Investment and better regional connectivity, as well as improved links with Europe, may be a lifeline for the struggling Central Asian economies, writes Joël Ruet.
By Dr Joël Ruet is an economist at CNRS (National Centre for Scientific Research in France) and president of The Bridge Tank, a G20 affiliated think tank.
As China eyes the new economic goals for the next five years announced at the Annual Economic Work Conference on 18 December, Chinese and EU diplomats seem hopeful of striking a historic investment deal before the end of the year.
Improving economic relations, boosting trade and infrastructural connectivity with the EU has been among China’s priorities for almost a decade.
A significant step in this direction was made in 2013 when China launched the Road and Belt Initiative whose primary goal is to connect Asia to Europe by building infrastructure along the approximate routes of the historic Silk Road.
Beyond Europe, a group of Central Asian states will likely benefit most of all from the improved EU-China ties.
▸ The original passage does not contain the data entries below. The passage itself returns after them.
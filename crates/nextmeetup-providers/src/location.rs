//! Reduces a schema.org location to one display line.

use nextmeetup_core::LOCATION_TBD;

use crate::raw_event::{RawAddress, RawLocation, RawPlace};

/// Shown for a virtual location with no name.
pub const ONLINE_EVENT: &str = "Online event";

/// Formats an optional location, falling back to [`LOCATION_TBD`].
pub fn format_location(location: Option<&RawLocation>) -> String {
    location
        .and_then(location_line)
        .unwrap_or_else(|| LOCATION_TBD.to_string())
}

/// Returns the display line for a location, or `None` when nothing usable is
/// present.
fn location_line(location: &RawLocation) -> Option<String> {
    match location {
        RawLocation::Text(text) => non_empty(text),
        RawLocation::Place(place) => place_line(place),
        RawLocation::Many(items) => items.iter().find_map(location_line),
        RawLocation::Other(_) => None,
    }
}

/// `name, street, city, region`, skipping empty parts.
fn place_line(place: &RawPlace) -> Option<String> {
    let mut parts: Vec<&str> = Vec::with_capacity(4);
    parts.extend(place.name.as_deref());

    match place.address {
        Some(RawAddress::Postal(ref address)) => {
            parts.extend(address.street_address.as_deref());
            parts.extend(address.address_locality.as_deref());
            parts.extend(address.address_region.as_deref());
        }
        Some(RawAddress::Text(ref text)) => parts.push(text),
        None => {}
    }

    let line = join_parts(&parts);
    if line.is_some() {
        return line;
    }

    place.is_virtual().then(|| ONLINE_EVENT.to_string())
}

fn join_parts(parts: &[&str]) -> Option<String> {
    let joined = parts
        .iter()
        .map(|p| p.trim())
        .filter(|p| !p.is_empty())
        .collect::<Vec<_>>()
        .join(", ");
    non_empty(&joined)
}

fn non_empty(text: &str) -> Option<String> {
    let trimmed = text.trim();
    (!trimmed.is_empty()).then(|| trimmed.to_string())
}

#[cfg(test)]
mod tests {
    use super::*;
    use serde_json::json;

    fn parse(value: serde_json::Value) -> RawLocation {
        serde_json::from_value(value).unwrap()
    }

    #[test]
    fn full_postal_address() {
        let location = parse(json!({
            "@type": "Place",
            "name": "Library",
            "address": {
                "@type": "PostalAddress",
                "streetAddress": "1 Main St",
                "addressLocality": "Huntsville",
                "addressRegion": "AL"
            }
        }));
        assert_eq!(
            format_location(Some(&location)),
            "Library, 1 Main St, Huntsville, AL"
        );
    }

    #[test]
    fn missing_parts_are_skipped() {
        let location = parse(json!({
            "name": "Library",
            "address": {"streetAddress": "", "addressLocality": "Huntsville"}
        }));
        assert_eq!(format_location(Some(&location)), "Library, Huntsville");
    }

    #[test]
    fn name_only() {
        let location = parse(json!({"@type": "Place", "name": "Makerspace"}));
        assert_eq!(format_location(Some(&location)), "Makerspace");
    }

    #[test]
    fn text_address() {
        let location = parse(json!({"name": "Library", "address": "1 Main St, Huntsville"}));
        assert_eq!(
            format_location(Some(&location)),
            "Library, 1 Main St, Huntsville"
        );
    }

    #[test]
    fn plain_string_location() {
        let location = parse(json!("  Downtown Huntsville "));
        assert_eq!(format_location(Some(&location)), "Downtown Huntsville");
    }

    #[test]
    fn virtual_location_without_name() {
        let location = parse(json!({
            "@type": "VirtualLocation",
            "url": "https://www.meetup.com/hsv-py/events/1/"
        }));
        assert_eq!(format_location(Some(&location)), "Online event");
    }

    #[test]
    fn first_usable_of_many() {
        let location = parse(json!([{}, "", {"name": "Room B"}]));
        assert_eq!(format_location(Some(&location)), "Room B");
    }

    #[test]
    fn absent_or_empty_is_tbd() {
        assert_eq!(format_location(None), "Location TBD");
        assert_eq!(format_location(Some(&parse(json!({})))), "Location TBD");
        assert_eq!(format_location(Some(&parse(json!("")))), "Location TBD");
        assert_eq!(format_location(Some(&parse(json!(3)))), "Location TBD");
    }
}
//! CLI, configuration and report output
//!
//! This crate provides the `nextmeetup` command-line interface.

pub mod cli;
pub mod commands;
pub mod config;
pub mod error;

pub use cli::Cli;
pub use error::{ClientError, ClientResult};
Former Soviet Union republics of Kazakhstan, Uzbekistan, Kyrgyzstan, Tajikistan and Turkmenistan have been in Russia’s orbit since their independence in the 1990s. To different extents they are still heavily dependent on Russia economically and politically.
At times the US tried to gain more influence in the region, however, institutional, cultural and linguistic legacy of the Soviet Union prevailed and the republics remained closely allied with Russia.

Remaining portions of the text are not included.